“Why, to be sure you did,” cried Bob; “and I remember that we thought perhaps Scotty might be able to follow his tracks back to where he came from; because we believed even then he must have been in the hands of Mendoza’s crowd, since his brand had been burned over.”

“Just what we did,” Frank remarked; “but before anything could be done Mendoza made his raid on our prize herd, and that brought us here on the jump. But if we could follow that marked

trail over the plain and up into the mountains, why not do as well here in the valley?”

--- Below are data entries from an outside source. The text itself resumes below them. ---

//! Launches the runner script that drives the whole turn from inside the
//! sandbox.

use chat_agent_error::ChatAgentError;

use crate::config::BridgeConfig;
use crate::registry::TurnContext;
use crate::sandbox::{CommandSpec, LogReceiver};

const CHAT_RUNNER: &str = include_str!("../../runners/agent-chat-stream.mjs");
const SLASH_RUNNER: &str = include_str!("../../runners/agent-slash-stream.mjs");

#[derive(Debug, Clone, Copy, PartialEq, Eq)]
pub enum RunnerKind {
    Chat,
    Slash,
}

impl RunnerKind {
    fn file_name(&self) -> &'static str {
        match self {
            Self::Chat => "agent-chat-stream.mjs",
            Self::Slash => "agent-slash-stream.mjs",
        }
    }

    fn script(&self) -> &'static str {
        match self {
            Self::Chat => CHAT_RUNNER,
            Self::Slash => SLASH_RUNNER,
        }
    }
}

/// Writes the runner into the sandbox root and starts it detached. The
/// returned channel carries its stdout lines as turn events.
pub async fn launch(
    config: &BridgeConfig,
    context: &TurnContext,
    prompt: &str,
    kind: RunnerKind,
) -> Result<LogReceiver, ChatAgentError> {
    let api_key = config
        .anthropic_api_key
        .as_deref()
        .ok_or_else(|| ChatAgentError::MissingCredential {
            name: "ANTHROPIC_API_KEY".to_string(),
        })?;

    let root = context.sandbox.root();
    let script_path = root.join(kind.file_name());
    context
        .sandbox
        .write_file(&script_path, kind.script().as_bytes())
        .await?;

    let mut command = CommandSpec::new(config.runner_program.clone())
        .arg(script_path.to_string_lossy())
        .cwd(root)
        .env("ANTHROPIC_API_KEY", api_key)
        .env("AGENT_MODEL", context.model.clone())
        .env("AGENT_TOOL_TOKEN", context.token.clone())
        .env("AGENT_CHAT_ID", context.chat_id.clone())
        .env("AGENT_BASE_URL", config.public_url.clone())
        .env(
            "AGENT_INTEGRATIONS_ENABLED",
            if context.integrations_enabled { "1" } else { "0" },
        )
        .env("AGENT_PROMPT", prompt);
    if let Some(user) = context.external_user.as_deref() {
        command = command.env("AGENT_USER_ID", user);
    }

    tracing::info!(
        chat_id = %context.chat_id,
        sandbox_id = context.sandbox.id(),
        runner = kind.file_name(),
        model = %context.model,
        "launching embedded runner"
    );
    context
        .sandbox
        .spawn_detached(command, config.log_channel_capacity)
        .await
}

#[cfg(test)]
mod tests {
    use super::*;

    use crate::models::Provider;
    use crate::sandbox::{LocalSandboxProvider, LogChunk, SandboxProvider};

    async fn context(dir: &std::path::Path) -> TurnContext {
        let provider = LocalSandboxProvider::new(dir).unwrap();
        TurnContext {
            chat_id: "chat-1".into(),
            sandbox: provider.create().await.unwrap(),
            token: "tok".into(),
            provider: Provider::ClaudeAgent,
            model: "claude-haiku-4-5-20251001".into(),
            integrations_enabled: false,
            external_user: None,
        }
    }

    #[tokio::test]
    async fn missing_api_key_fails_before_launch() {
        let dir = tempfile::tempdir().unwrap();
        let context = context(dir.path()).await;
        let err = launch(&BridgeConfig::default(), &context, "hi", RunnerKind::Chat)
            .await
            .unwrap_err();
        assert!(matches!(err, ChatAgentError::MissingCredential { .. }));
        assert!(!context.sandbox.root().join("agent-chat-stream.mjs").exists());
    }

    #[tokio::test]
    async fn writes_runner_and_streams_its_output() {
        let dir = tempfile::tempdir().unwrap();
        let context = context(dir.path()).await;
        let config = BridgeConfig {
            anthropic_api_key: Some("sk-test".into()),
            runner_program: "cat".into(),
            ..BridgeConfig::default()
        };
        let mut logs = launch(&config, &context, "hi", RunnerKind::Slash).await.unwrap();
        let mut stdout = String::new();
        while let Some(chunk) = logs.recv().await {
            if let LogChunk::Stdout(text) = chunk {
                stdout.push_str(&text);
            }
        }
        assert_eq!(stdout, SLASH_RUNNER);
        context.sandbox.stop().await.unwrap();
    }

    #[test]
    fn chat_runner_registers_integration_tools_only_when_enabled() {
        assert!(CHAT_RUNNER.contains("env.AGENT_INTEGRATIONS_ENABLED === '1'"));
        assert!(CHAT_RUNNER
            .contains("integrationsEnabled ? [...erpTools, ...integrationTools] : erpTools"));
        for name in crate::tools::INTEGRATION_TOOLS {
            assert!(CHAT_RUNNER.contains(&format!("tool('{name}'")), "{name}");
        }
    }
}
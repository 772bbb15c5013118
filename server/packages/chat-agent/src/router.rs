use std::sync::Arc;
use std::time::Duration;

use axum::extract::{Path, State};
use axum::http::{HeaderMap, Request, StatusCode};
use axum::middleware::Next;
use axum::response::{IntoResponse, Response};
use axum::routing::{get, post};
use axum::Json;
use axum::Router;
use base64::Engine;
use chat_agent_error::{ChatAgentError, ErrorType, ProblemDetails};
use futures::FutureExt;
use serde::de::DeserializeOwned;
use serde::{Deserialize, Serialize};
use serde_json::{json, Map, Value};
use tower_http::trace::TraceLayer;
use tracing::Span;
use utoipa::{Modify, OpenApi, ToSchema};

use crate::adapters::{self, HttpResponsesTransport, ResponsesTransport, RunnerKind};
use crate::config::BridgeConfig;
use crate::prompt::HistoryMessage;
use crate::registry::{SessionRegistry, TurnGuard};
use crate::sandbox::{resolve_path, DirEntry};
use crate::store::{ChatMessage, ChatStore};
use crate::stream_bridge::{bridge, sse_response, BridgeOptions, BridgeOutcome, CompletionHook};
use crate::tools::{failure_value, ToolBridge, ToolContext};

#[derive(Debug)]
pub struct AppState {
    auth: AuthConfig,
    registry: Arc<SessionRegistry>,
    tools: Arc<ToolBridge>,
    config: BridgeConfig,
    transport: Option<Arc<dyn ResponsesTransport>>,
}

impl AppState {
    pub fn new(auth: AuthConfig, registry: SessionRegistry, config: BridgeConfig) -> Self {
        let transport = config.openai_api_key.as_deref().map(|key| {
            Arc::new(HttpResponsesTransport::new(config.openai_base_url.clone(), key))
                as Arc<dyn ResponsesTransport>
        });
        Self {
            auth,
            registry: Arc::new(registry),
            tools: Arc::new(ToolBridge::from_config(&config)),
            config,
            transport,
        }
    }

    /// Replaces the Responses transport, e.g. with a scripted one.
    pub fn with_transport(mut self, transport: Arc<dyn ResponsesTransport>) -> Self {
        self.transport = Some(transport);
        self
    }

    pub fn registry(&self) -> &Arc<SessionRegistry> {
        &self.registry
    }
}

#[derive(Debug, Clone)]
pub struct AuthConfig {
    pub token: Option<String>,
}

impl AuthConfig {
    pub fn disabled() -> Self {
        Self { token: None }
    }

    pub fn with_token(token: String) -> Self {
        Self { token: Some(token) }
    }
}
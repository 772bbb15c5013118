//! Chat transcript persistence.

use std::collections::HashMap;
use std::path::{Path, PathBuf};

use async_trait::async_trait;
use chat_agent_error::ChatAgentError;
use chrono::{DateTime, Utc};
use schemars::JsonSchema;
use serde::{Deserialize, Serialize};
use tokio::sync::Mutex;
use utoipa::ToSchema;

use crate::sandbox::SnapshotHandle;
use crate::transcript::TranscriptPart;

#[derive(Debug, Clone, Copy, PartialEq, Eq, Serialize, Deserialize, JsonSchema, ToSchema)]
#[serde(rename_all = "lowercase")]
pub enum ChatRole {
    User,
    Assistant,
    System,
}

#[derive(Debug, Clone, PartialEq, Serialize, Deserialize)]
#[serde(rename_all = "camelCase")]
pub struct ChatMessage {
    pub role: ChatRole,
    pub content: String,
    #[serde(default, skip_serializing_if = "Vec::is_empty")]
    pub parts: Vec<TranscriptPart>,
    pub created_at: DateTime<Utc>,
    #[serde(default, skip_serializing_if = "Option::is_none")]
    pub client_message_id: Option<String>,
}

impl ChatMessage {
    pub fn user(content: impl Into<String>, client_message_id: Option<String>) -> Self {
        Self {
            role: ChatRole::User,
            content: content.into(),
            parts: Vec::new(),
            created_at: Utc::now(),
            client_message_id,
        }
    }

    /// Assistant message whose plain content is the concatenated text parts.
    pub fn assistant(parts: Vec<TranscriptPart>) -> Self {
        let content = parts
            .iter()
            .filter_map(|part| match part {
                TranscriptPart::Text { text } => Some(text.as_str()),
                _ => None,
            })
            .collect::<Vec<_>>()
            .join("\n\n");
        Self {
            role: ChatRole::Assistant,
            content,
            parts,
            created_at: Utc::now(),
            client_message_id: None,
        }
    }
}

#[derive(Debug, Clone, PartialEq, Serialize, Deserialize)]
#[serde(rename_all = "camelCase")]
pub struct ChatRecord {
    pub chat_id: String,
    #[serde(default, skip_serializing_if = "Option::is_none")]
    pub snapshot_id: Option<SnapshotHandle>,
    #[serde(default, skip_serializing_if = "Option::is_none")]
    pub model: Option<String>,
    #[serde(default, skip_serializing_if = "Option::is_none")]
    pub provider: Option<String>,
    #[serde(default)]
    pub messages: Vec<ChatMessage>,
    pub updated_at: DateTime<Utc>,
}

impl ChatRecord {
    pub fn new(chat_id: impl Into<String>) -> Self {
        Self {
            chat_id: chat_id.into(),
            snapshot_id: None,
            model: None,
            provider: None,
            messages: Vec::new(),
            updated_at: Utc::now(),
        }
    }
}

/// A change applied to one record while the store holds it exclusively.
/// Returns `false` to leave the record unsaved.
pub type RecordChange = Box<dyn FnOnce(&mut ChatRecord) -> bool + Send>;

/// Storage for chat records.
///
/// Only `load` and `modify` are required. `modify` is a read-modify-write that
/// no other mutation of the same store can interleave with; the helpers are
/// built on it.
#[async_trait]
pub trait ChatStore: Send + Sync + std::fmt::Debug {
    async fn load(&self, chat_id: &str) -> Result<Option<ChatRecord>, ChatAgentError>;

    /// Applies `change` to the stored record, or to a fresh one when the chat
    /// has none, and saves it if `change` returned `true`.
    async fn modify(&self, chat_id: &str, change: RecordChange) -> Result<bool, ChatAgentError>;

    async fn set_snapshot(
        &self,
        chat_id: &str,
        snapshot: Option<SnapshotHandle>,
    ) -> Result<(), ChatAgentError> {
        self.modify(
            chat_id,
            Box::new(move |record| {
                record.snapshot_id = snapshot;
                true
            }),
        )
        .await
        .map(|_| ())
    }

    async fn set_model(
        &self,
        chat_id: &str,
        provider: &str,
        model: &str,
    ) -> Result<(), ChatAgentError> {
        let provider = provider.to_string();
        let model = model.to_string();
        self.modify(
            chat_id,
            Box::new(move |record| {
                record.provider = Some(provider);
                record.model = Some(model);
                true
            }),
        )
        .await
        .map(|_| ())
    }

    /// Appends `message`. A message carrying a `client_message_id` that is
    /// already stored is dropped, so client retries do not duplicate turns.
    async fn append_message(
        &self,
        chat_id: &str,
        message: ChatMessage,
    ) -> Result<bool, ChatAgentError> {
        self.modify(
            chat_id,
            Box::new(move |record| {
                if let Some(client_id) = message.client_message_id.as_deref() {
                    let duplicate = record
                        .messages
                        .iter()
                        .any(|existing| existing.client_message_id.as_deref() == Some(client_id));
                    if duplicate {
                        return false;
                    }
                }
                record.messages.push(message);
                true
            }),
        )
        .await
    }
}

#[derive(Debug, Default)]
pub struct MemoryChatStore {
    records: Mutex<HashMap<String, ChatRecord>>,
}

impl MemoryChatStore {
    pub fn new() -> Self {
        Self::default()
    }
}

#[async_trait]
impl ChatStore for MemoryChatStore {
    async fn load(&self, chat_id: &str) -> Result<Option<ChatRecord>, ChatAgentError> {
        Ok(self.records.lock().await.get(chat_id).cloned())
    }

    async fn modify(&self, chat_id: &str, change: RecordChange) -> Result<bool, ChatAgentError> {
        let mut records = self.records.lock().await;
        let mut record = records
            .get(chat_id)
            .cloned()
            .unwrap_or_else(|| ChatRecord::new(chat_id));
        if !change(&mut record) {
            return Ok(false);
        }
        record.updated_at = Utc::now();
        records.insert(chat_id.to_string(), record);
        Ok(true)
    }
}

/// One pretty-printed JSON document per chat under a directory.
#[derive(Debug)]
pub struct FileChatStore {
    dir: PathBuf,
    write_lock: Mutex<()>,
}

impl FileChatStore {
    pub fn new(dir: impl Into<PathBuf>) -> Result<Self, ChatAgentError> {
        let dir = dir.into();
        std::fs::create_dir_all(&dir).map_err(|err| storage_error(&dir, err))?;
        Ok(Self {
            dir,
            write_lock: Mutex::new(()),
        })
    }

    fn record_path(&self, chat_id: &str) -> PathBuf {
        self.dir.join(format!("{chat_id}.json"))
    }
}

fn storage_error(path: &Path, err: impl std::fmt::Display) -> ChatAgentError {
    ChatAgentError::StorageError {
        message: format!("{}: {err}", path.display()),
    }
}

#[async_trait]
impl ChatStore for FileChatStore {
    async fn load(&self, chat_id: &str) -> Result<Option<ChatRecord>, ChatAgentError> {
        let path = self.record_path(chat_id);
        let bytes = match tokio::fs::read(&path).await {
            Ok(bytes) => bytes,
            Err(err) if err.kind() == std::io::ErrorKind::NotFound => return Ok(None),
            Err(err) => return Err(storage_error(&path, err)),
        };
        serde_json::from_slice(&bytes)
            .map(Some)
            .map_err(|err| storage_error(&path, err))
    }

    async fn modify(&self, chat_id: &str, change: RecordChange) -> Result<bool, ChatAgentError> {
        let _guard = self.write_lock.lock().await;
        let mut record = self
            .load(chat_id)
            .await?
            .unwrap_or_else(|| ChatRecord::new(chat_id));
        if !change(&mut record) {
            return Ok(false);
        }
        record.updated_at = Utc::now();
        let path = self.record_path(chat_id);
        let body = serde_json::to_vec_pretty(&record).map_err(|err| storage_error(&path, err))?;
        let staging = path.with_extension("json.tmp");
        tokio::fs::write(&staging, body)
            .await
            .map_err(|err| storage_error(&staging, err))?;
        tokio::fs::rename(&staging, &path)
            .await
            .map_err(|err| storage_error(&path, err))?;
        Ok(true)
    }
}

#[cfg(test)]
mod tests {
    use super::*;

    #[tokio::test]
    async fn duplicate_client_message_ids_are_ignored() {
        let store = MemoryChatStore::new();
        let first = ChatMessage::user("hi", Some("m1".into()));
        assert!(store.append_message("c1", first.clone()).await.unwrap());
        assert!(!store.append_message("c1", first).await.unwrap());
        assert!(store
            .append_message("c1", ChatMessage::user("again", None))
            .await
            .unwrap());
        let record = store.load("c1").await.unwrap().unwrap();
        assert_eq!(record.messages.len(), 2);
    }

    #[tokio::test]
    async fn concurrent_appends_are_all_kept() {
        let dir = tempfile::tempdir().unwrap();
        let store = std::sync::Arc::new(FileChatStore::new(dir.path()).unwrap());
        let writers = (0..16).map(|index| {
            let store = store.clone();
            tokio::spawn(async move {
                store
                    .append_message("c1", ChatMessage::user(format!("m{index}"), None))
                    .await
                    .unwrap()
            })
        });
        for writer in writers.collect::<Vec<_>>() {
            assert!(writer.await.unwrap());
        }
        let record = store.load("c1").await.unwrap().unwrap();
        assert_eq!(record.messages.len(), 16);
    }

    #[tokio::test]
    async fn file_store_round_trips_records() {
        let dir = tempfile::tempdir().unwrap();
        let store = FileChatStore::new(dir.path()).unwrap();
        assert!(store.load("c1").await.unwrap().is_none());

        store
            .set_snapshot("c1", Some(SnapshotHandle("snap_1".into())))
            .await
            .unwrap();
        store.set_model("c1", "openai-responses", "gpt-5.1").await.unwrap();
        store
            .append_message(
                "c1",
                ChatMessage::assistant(vec![TranscriptPart::Text { text: "done".into() }]),
            )
            .await
            .unwrap();

        let reopened = FileChatStore::new(dir.path()).unwrap();
        let record = reopened.load("c1").await.unwrap().unwrap();
        assert_eq!(record.snapshot_id, Some(SnapshotHandle("snap_1".into())));
        assert_eq!(record.model.as_deref(), Some("gpt-5.1"));
        assert_eq!(record.messages[0].content, "done");
        assert_eq!(record.messages[0].role, ChatRole::Assistant);
    }
}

“Scotty, you hear that?” asked the stockman.

“You bet I do, an’ I’m going to get some busy right off’n the handle. No use lookin’ away up here, is there?” the cowboy observed.

“Well,” the rancher went on to say, “let’s take it for granted that Old Baldy first tried to get out the regular way, and finding the passage blocked by rocks which a man might easily climb over, but a steer never, he turned around sharp, and put for that other exit, which he had never forgotten in all these years. So, Scotty, take a turn around, and see if you can run across that marked hoof print.”

Frank was not the one to linger when anything of this sort was going on. After all, he might chance to find the track himself in the midst of the multitude that scoured the side of the valley.

“Head back toward the camp!” called out the stockman; “and if either one finds the track, give a call to the rest. We’ll keep close by.”

Bob himself could not help getting down every little while to look at the torn turf, where scores of hoofs had cut in, on the passage of cattle back and forth. Each time he had to shake his head, and smile.

“If it depended on me to run Old Baldy down, I just reckon the herd would stay in here till doomsday,” he admitted to the stockman.